According to Reuters, the energy major has inked a deal to offload a stake in a Dutch wind farm.
Shell’s share price has been little changed this morning, having inched 0.04 percent lower to 2,529.00p as of 08:24 GMT. The group’s shares are marginally outperforming the broader UK market, with the benchmark FTSE 100 index currently standing 0.15 percent lower at 7,712.82 points.
Reuters reported that Shell’s chief executive Ben van Beurden told the FT over the weekend that he saw chemicals, electricity and biofuels as key sectors for the group’s long-term future. He, however, is also planning for growth in company’s traditional core oil and gas production business, focused on shale reserves in the US, Canada and Argentina.
He further told the newspaper that depending on how oil prices looked in the 2020s, Shell would probably want to keep investing in shale “because we will really want to grow this business quite quickly”. Van Beurden added that the oil major had been working hard in the past few years to cut shale production costs, and that with “a little bit of help from the oil price going up, we now see that we can significantly accelerate investment into this opportunity”.

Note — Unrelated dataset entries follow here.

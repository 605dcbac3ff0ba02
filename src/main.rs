/// file: src/main.rs
/// description: CLI entrypoint, logging setup, and server/batch/publish subcommands.
mod api;
mod cleaner;
mod config;
mod database;
mod harvester;
mod models;
mod pipeline;
mod publisher;
mod runner;
mod session;
mod staging;
mod targets;

#[cfg(test)]
mod testing;

use anyhow::Result;
use axum::http::{HeaderValue, Method, header};
use clap::{Parser, Subcommand};
use std::path::PathBuf;
use tower_http::{compression::CompressionLayer, cors::CorsLayer, trace::TraceLayer};
use tracing::info;
use tracing_subscriber::{EnvFilter, fmt, prelude::*};

/// follow_tracker — incremental harvester for profile interest lists.
#[derive(Debug, Parser)]
#[command(name = "follow_tracker", version, about, long_about = None)]
struct Cli {
    #[command(subcommand)]
    command: Command,
}

#[derive(Debug, Subcommand)]
enum Command {
    /// Start the HTTP API server.
    Server,
    /// Run one batch: stage rows to CSV and publish new ones.
    Scrape,
    /// Run one batch and only write the staging CSV.
    Stage,
    /// Clean a staging CSV and publish its new rows.
    Publish {
        /// Staging file (`source_url,name,run_date`).
        csv: PathBuf,
    },
    /// Import a `handle,company,date` export through the dedup publisher.
    Import {
        csv: PathBuf,
    },
    /// Apply the embedded schema.
    Migrate,
    /// Health-check the database and exit.
    Healthcheck,
}

#[tokio::main]
async fn main() -> Result<()> {
    // Respect RUST_LOG; LOG_FORMAT=json for machine-readable output.
    let filter = EnvFilter::try_from_default_env()
        .unwrap_or_else(|_| EnvFilter::new("info,follow_tracker=debug"));

    let json_format = std::env::var("LOG_FORMAT").as_deref() == Ok("json");
    if json_format {
        tracing_subscriber::registry()
            .with(fmt::layer().json())
            .with(filter)
            .init();
    } else {
        tracing_subscriber::registry()
            .with(fmt::layer())
            .with(filter)
            .init();
    }

    let cli = Cli::parse();
    let cfg = config::Config::from_env()
        .map_err(|e| anyhow::anyhow!("Cannot start without a valid configuration: {e}"))?;

    match cli.command {
        Command::Server => run_server(cfg).await,
        Command::Scrape => run_scrape(cfg).await,
        Command::Stage => run_stage(cfg).await,
        Command::Publish { csv } => run_publish(cfg, csv, false).await,
        Command::Import { csv } => run_publish(cfg, csv, true).await,
        Command::Migrate => run_migrate(cfg).await,
        Command::Healthcheck => run_healthcheck(cfg).await,
    }
}

// ---------------------------------------------------------------------------
// Sub-command handlers
// ---------------------------------------------------------------------------

async fn run_server(cfg: config::Config) -> Result<()> {
    let addr = cfg.server.addr()?;
    let db = connect(&cfg).await?;

    let mut cors = CorsLayer::new()
        .allow_methods([Method::GET, Method::POST, Method::OPTIONS])
        .allow_headers([header::CONTENT_TYPE]);

    if !cfg.server.cors_allow_origins.is_empty() {
        let mut origins = Vec::with_capacity(cfg.server.cors_allow_origins.len());
        for origin in &cfg.server.cors_allow_origins {
            origins.push(HeaderValue::from_str(origin).map_err(|e| {
                anyhow::anyhow!("Invalid CORS_ALLOW_ORIGINS entry `{origin}`: {e}")
            })?);
        }
        cors = cors.allow_origin(origins);
    }

    let app = api::router(api::AppState::new(db, cfg))
        .layer(CompressionLayer::new())
        .layer(cors)
        .layer(TraceLayer::new_for_http());

    let listener = tokio::net::TcpListener::bind(addr).await?;
    info!(%addr, "API server listening");
    axum::serve(listener, app).await?;
    Ok(())
}

async fn run_scrape(cfg: config::Config) -> Result<()> {
    let db = connect(&cfg).await?;
    let outcome = pipeline::scrape_and_publish(&cfg, &db).await?;
    for o in &outcome.report.outcomes {
        match &o.error {
            Some(e) => tracing::warn!(handle = %o.handle, url = %o.url, error = %e, "Target failed"),
            None => info!(handle = %o.handle, rows = o.rows, termination = ?o.termination, "Target harvested"),
        }
    }
    info!(
        run_id = %outcome.report.run_id,
        rows = outcome.report.total_rows,
        published = outcome.published,
        "{}",
        outcome.message()
    );
    Ok(())
}

async fn run_stage(cfg: config::Config) -> Result<()> {
    // Only the handles table needs the database.
    let pool = database::build_pool(&cfg.database)?;
    let db = database::DbClient::new(pool);
    let report = pipeline::stage_only(&cfg, &db).await?;
    info!(
        run_id = %report.run_id,
        rows = report.total_rows,
        failed_targets = report.failed_targets(),
        "Stage run finished"
    );
    Ok(())
}

async fn run_publish(cfg: config::Config, csv: PathBuf, legacy: bool) -> Result<()> {
    let db = connect(&cfg).await?;
    let mode = pipeline::delta_mode(&cfg);
    let report = if legacy {
        pipeline::import_legacy(&csv, db, mode).await?
    } else {
        pipeline::publish_staged(&csv, db, mode).await?
    };
    info!(
        path = %csv.display(),
        received = report.received,
        appended = report.new_rows.len(),
        range = ?report.range,
        "Publish finished"
    );
    Ok(())
}

async fn run_migrate(cfg: config::Config) -> Result<()> {
    let db = connect(&cfg).await?;
    db.migrate().await?;
    Ok(())
}

async fn run_healthcheck(cfg: config::Config) -> Result<()> {
    info!("Running health check…");

    let pool = database::build_pool(&cfg.database)?;
    let db = database::DbClient::new(pool);
    match db.ping().await {
        Ok(()) => info!("Database: ok"),
        Err(e) => tracing::warn!("Database: {e} ({})", error_chain(&e)),
    }

    match &cfg.session.storage_state_path {
        Some(path) if path.exists() => info!(path = %path.display(), "Storage state: ok"),
        Some(path) => tracing::warn!(path = %path.display(), "Storage state: file not found"),
        None => info!("Storage state: not configured"),
    }

    info!("Health check complete");
    Ok(())
}

// ---------------------------------------------------------------------------
// Shared helpers
// ---------------------------------------------------------------------------

/// Pool + ping. Fails fast before any browser is launched.
async fn connect(cfg: &config::Config) -> Result<database::DbClient> {
    let pool = database::build_pool(&cfg.database)?;
    let db = database::DbClient::new(pool);

    db.ping().await.map_err(|e| {
        anyhow::anyhow!(
            "Database connectivity check failed: {}\n\
             Hint: verify POSTGRES_* env vars are correct and run `follow_tracker migrate` \
             once to create the tracker schema.\n\
             Cause chain: {}",
            e,
            error_chain(&e)
        )
    })?;
    Ok(db)
}

/// Walks the `std::error::Error::source()` chain and returns each cause
/// joined with " -> ".
fn error_chain(e: &dyn std::error::Error) -> String {
    let mut parts = Vec::new();
    let mut src = e.source();
    while let Some(cause) = src {
        parts.push(cause.to_string());
        src = cause.source();
    }
    if parts.is_empty() {
        String::from("(no further cause)")
    } else {
        parts.join(" -> ")
    }
}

In other Shell news, Reuters reported today that German investor Partners Group Holding had taken a 45-percent stake in a 700 megawatt (MW) offshore wind project in the Netherlands, buying partial stakes from Shell, Mitsubishi and Eneco. Project leader Shell cut its stake to 20 percent from 40 percent.
The news comes with the Anglo-Dutch group looking to trim its assets in an effort to shore up its balance sheet following its acquisition of BG Group. Last week, the company wrapped upthe sale of its liquefied petroleum gas marketing business in Hong Kong and Macau.